Are you sure this is the case? This line suggests the default optimization function is SGD_Momentum.

1 Like

I remember Jeremy mentioning it, haven’t analyzed the code. (beginner in Python, really limited :sweat:)

The comment about Adam being used is also in the lesson2 lecture notes here, (but could be a mistake).

DeepLearning-LecNotes2

image

@mefmef -

Shameless plug - I used learning rate finder on CIFAR10 using a Custom PyTorch model -

1 Like

Huh - guess I misremembered. I think at some point I had Adam as default, but looks like I switch to SGD with momentum. How embarassing!

2 Likes

I noticed that when I was writing lesson 1 in Keras. On the bright side, I think this is a great excuse to talk about Adam and other optimizers at some point :slight_smile:

1 Like

Challenge accepted! :grinning:

I came across this trying to better understand Adam, it looks like a serious flaws not only of Adam but of adaptative learning rates. @jeremy maybe is related with your decision to use SGD as default? https://arxiv.org/abs/1705.08292
(I just discovered Adam, no clue about how big this problem is in practice)

1 Like

Well spotted.
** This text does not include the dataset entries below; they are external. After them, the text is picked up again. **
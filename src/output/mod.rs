//! Output module for writing harvested quotes
//!
//! This module handles:
//! - Writing quotes to CSV with a fixed `text,author,tags` header
//! - Encoding each tag list into a single cell
//! - Reading produced files back

mod csv_writer;
mod tags;

pub use csv_writer::{read_quotes, write_quotes};
pub use tags::{decode_tags, encode_tags, TAG_DELIMITER};

use std::path::PathBuf;
use thiserror::Error;

/// Errors that can occur during output operations
#[derive(Debug, Error)]
pub enum OutputError {
    #[error("IO error on {}: {source}", .path.display())]
    Io {
        path: PathBuf,
        source: std::io::Error,
    },

    #[error("CSV error on {}: {source}", .path.display())]
    Csv { path: PathBuf, source: csv::Error },

    #[error("Malformed CSV in {} at line {line}: {reason}", .path.display())]
    Malformed {
        path: PathBuf,
        line: u64,
        reason: String,
    },

    #[error("Invalid tags cell: {0}")]
    TagCell(String),
}

/// Result type for output operations
pub type OutputResult<T> = Result<T, OutputError>;
//! Pagination driver - walks the numbered listing pages
//!
//! Pages are requested strictly one after another:
//! 1. Build the page URL from the base URL and the page path template
//! 2. Fetch and parse it
//! 3. Extract every quote block in document order
//! 4. Continue with the next index while the page shows a next-page link
//!
//! The first error of any kind aborts the walk; no partial result is returned.

use crate::config::{SelectorConfig, SiteConfig, PAGE_PLACEHOLDER};
use crate::crawler::extract::extract_quote;
use crate::crawler::fetcher::PageSource;
use crate::crawler::parser::{Document, Selectors};
use crate::record::Quote;
use crate::HarvestError;
use url::Url;

/// Position of the pagination walk
#[derive(Debug, Clone, Copy, PartialEq, Eq)]
pub enum CrawlState {
    /// The given 1-based page is the next to fetch
    Fetching { page: u32 },
    /// The last page has been processed
    Done,
}

/// What one listing page yielded
#[derive(Debug, Clone, PartialEq, Eq)]
pub struct ScrapedPage {
    /// Quotes in document order
    pub quotes: Vec<Quote>,
    /// The next-page link, if the page has one
    pub next: Option<NextLink>,
}

impl ScrapedPage {
    /// Returns true if another page follows this one
    pub fn has_next(&self) -> bool {
        self.next.is_some()
    }
}

/// A next-page link; only its presence drives pagination
#[derive(Debug, Clone, PartialEq, Eq)]
pub struct NextLink {
    /// The anchor's `href`, absent on a bare `<a>`
    pub href: Option<String>,
}

/// Returns the state following `page`
///
/// Fails with `Pagination` if the page index cannot be advanced.
pub fn next_state(page: u32, url: &Url, has_next: bool) -> Result<CrawlState, HarvestError> {
    if !has_next {
        return Ok(CrawlState::Done);
    }

    page.checked_add(1)
        .map(|next| CrawlState::Fetching { page: next })
        .ok_or_else(|| HarvestError::Pagination {
            url: url.to_string(),
            page,
        })
}

/// Collects quotes across all listing pages
pub struct Paginator<S> {
    source: S,
    base_url: Url,
    page_path: String,
    selectors: Selectors,
}

impl<S: PageSource> Paginator<S> {
    /// Creates a paginator reading pages from `source`
    ///
    /// # Returns
    ///
    /// * `Ok(Paginator)` - Base URL parsed and selectors compiled
    /// * `Err(HarvestError)` - Invalid base URL or selector
    pub fn new(
        source: S,
        site: &SiteConfig,
        selectors: &SelectorConfig,
    ) -> Result<Self, HarvestError> {
        Ok(Self {
            source,
            base_url: Url::parse(&site.base_url)?,
            page_path: site.page_path.clone(),
            selectors: Selectors::compile(selectors)?,
        })
    }

    /// Returns the page source
    pub fn source(&self) -> &S {
        &self.source
    }

    /// Builds the URL of a 1-based page index
    pub fn page_url(&self, page: u32) -> Result<Url, HarvestError> {
        let path = self.page_path.replace(PAGE_PLACEHOLDER, &page.to_string());
        Ok(self.base_url.join(&path)?)
    }

    /// Fetches every page until one has no next-page link
    ///
    /// # Returns
    ///
    /// * `Ok(Vec<Quote>)` - All quotes, in page-then-document order
    /// * `Err(HarvestError)` - The first fetch, extraction, or pagination error
    pub async fn collect_all(&self) -> Result<Vec<Quote>, HarvestError> {
        let mut quotes = Vec::new();
        let mut previous: Option<Url> = None;
        let mut state = CrawlState::Fetching { page: 1 };

        while let CrawlState::Fetching { page } = state {
            let url = self.page_url(page)?;

            if previous.as_ref() == Some(&url) {
                return Err(HarvestError::Pagination {
                    url: url.to_string(),
                    page,
                });
            }

            let body = self.source.fetch(&url).await?;
            let scraped = self.scrape_page(&url, &body)?;

            tracing::info!(
                "Page {} ({}): {} quotes, {} total",
                page,
                url,
                scraped.quotes.len(),
                quotes.len() + scraped.quotes.len()
            );

            if let Some(link) = &scraped.next {
                tracing::debug!(
                    "Next-page link on page {}: {}",
                    page,
                    link.href.as_deref().unwrap_or("(no href)")
                );
            }
            state = next_state(page, &url, scraped.has_next())?;

            quotes.extend(scraped.quotes);
            previous = Some(url);
        }

        Ok(quotes)
    }

    /// Parses one page body and extracts its quotes and next-page link
    pub fn scrape_page(&self, url: &Url, body: &str) -> Result<ScrapedPage, HarvestError> {
        let document = Document::parse(body);

        let quotes = document
            .select_all(&self.selectors.quote)
            .iter()
            .enumerate()
            .map(|(i, block)| {
                extract_quote(block, &self.selectors).map_err(|source| {
                    HarvestError::MissingField {
                        url: url.to_string(),
                        index: i + 1,
                        source,
                    }
                })
            })
            .collect::<Result<Vec<_>, _>>()?;

        let next = document
            .select_one(&self.selectors.next_page)
            .map(|link| NextLink {
                href: link.attr("href").map(str::to_string),
            });

        Ok(ScrapedPage { quotes, next })
    }
}
//! HTML parsing and selector queries
//!
//! This module wraps `scraper` behind a small query surface:
//! - `Document::select_all` for repeated blocks
//! - `Fragment::select_one` and `Fragment::select_all` inside a block
//! - `Fragment::text` for raw inner text
//!
//! Parsing never fails; malformed markup produces whatever tree html5ever
//! recovers, and selector misses come back as `None` or an empty list.

use crate::config::SelectorConfig;
use crate::ConfigError;
use scraper::{ElementRef, Html, Selector};

/// Compiled selectors for the listing markup
#[derive(Debug, Clone)]
pub struct Selectors {
    pub quote: Selector,
    pub text: Selector,
    pub author: Selector,
    pub tag: Selector,
    pub next_page: Selector,
}

impl Selectors {
    /// Compiles every selector in the configuration
    ///
    /// # Returns
    ///
    /// * `Ok(Selectors)` - All selectors compiled
    /// * `Err(ConfigError::InvalidSelector)` - The first selector that failed
    pub fn compile(config: &SelectorConfig) -> Result<Self, ConfigError> {
        Ok(Self {
            quote: compile_selector(&config.quote)?,
            text: compile_selector(&config.text)?,
            author: compile_selector(&config.author)?,
            tag: compile_selector(&config.tag)?,
            next_page: compile_selector(&config.next_page)?,
        })
    }
}

/// Compiles a single CSS selector
pub fn compile_selector(selector: &str) -> Result<Selector, ConfigError> {
    Selector::parse(selector).map_err(|e| ConfigError::InvalidSelector {
        selector: selector.to_string(),
        message: e.to_string(),
    })
}

/// A parsed HTML page
pub struct Document {
    html: Html,
}

impl Document {
    /// Parses an HTML document
    ///
    /// # Example
    ///
    /// ```
    /// use quote_harvest::crawler::{compile_selector, Document};
    ///
    /// let doc = Document::parse(r#"<div class="quote"><span class="text">Hi</span></div>"#);
    /// let quote = compile_selector(".quote").unwrap();
    /// assert_eq!(doc.select_all(&quote).len(), 1);
    /// ```
    pub fn parse(html: &str) -> Self {
        Self {
            html: Html::parse_document(html),
        }
    }

    /// Returns every element matching `selector`, in document order
    pub fn select_all<'a>(&'a self, selector: &Selector) -> Vec<Fragment<'a>> {
        self.html.select(selector).map(Fragment::new).collect()
    }

    /// Returns the first element matching `selector`
    pub fn select_one<'a>(&'a self, selector: &Selector) -> Option<Fragment<'a>> {
        self.html.select(selector).next().map(Fragment::new)
    }
}

/// A subtree of a parsed document
#[derive(Debug, Clone, Copy)]
pub struct Fragment<'a> {
    element: ElementRef<'a>,
}

impl<'a> Fragment<'a> {
    fn new(element: ElementRef<'a>) -> Self {
        Self { element }
    }

    /// Returns the first descendant matching `selector`
    pub fn select_one(&self, selector: &Selector) -> Option<Fragment<'a>> {
        self.element.select(selector).next().map(Fragment::new)
    }

    /// Returns every descendant matching `selector`, in document order
    pub fn select_all(&self, selector: &Selector) -> Vec<Fragment<'a>> {
        self.element.select(selector).map(Fragment::new).collect()
    }

    /// Concatenated text of all descendant text nodes, untrimmed
    pub fn text(&self) -> String {
        self.element.text().collect()
    }

    /// Returns an attribute value of this element
    pub fn attr(&self, name: &str) -> Option<&'a str> {
        self.element.value().attr(name)
    }
}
However I find these theoretical papers using synthetic datasets nearly always useless in practice. A paper from a few days ago shows we can use Adam to get SoTA results: https://arxiv.org/abs/1711.05101 . I’d like to ideally implement that before I make Adam the default, since without it, Adam can give slightly sub-optimal results.

2 Likes

The is amazing! Great conversation ITT and the paper @jeremy shared is of the scales! :slightly_smiling_face:

Came across this paper published recently. Yet to dig into it. Has anyone read it? What experts say here -

Backprop without Learning Rates Through Coin Betting
Francesco Orabona and Tatiana Tommasi
https://arxiv.org/abs/1705.07795

Their experiments are simply dreadful - the baselines they compare to are just so so bad. If I’m reading it correctly, 25% error for CIFAR10. My best model recently has been around 4% error.

You can can use Adam by passing it in the following way:

learn = ConvLearner.pretrained(f_model, data,  opt_fn=optim.Adam)

It works better for me as well.

2 Likes

woah just switched to adam and it works a lot better for me too at least on this dataset I’m working with…the downside is its definitely a lot more volatile than sgd. I guess in the end it really depends on the data/problem which optimizer to choose.

1 Like

I just randomly found this ancient thread: I am the first author of that paper.

I am a bit saddened by the snide that we theory people get from applied deep learning people…

Instead, I think it would be great if applied people would start looking at parameter-free algorithms!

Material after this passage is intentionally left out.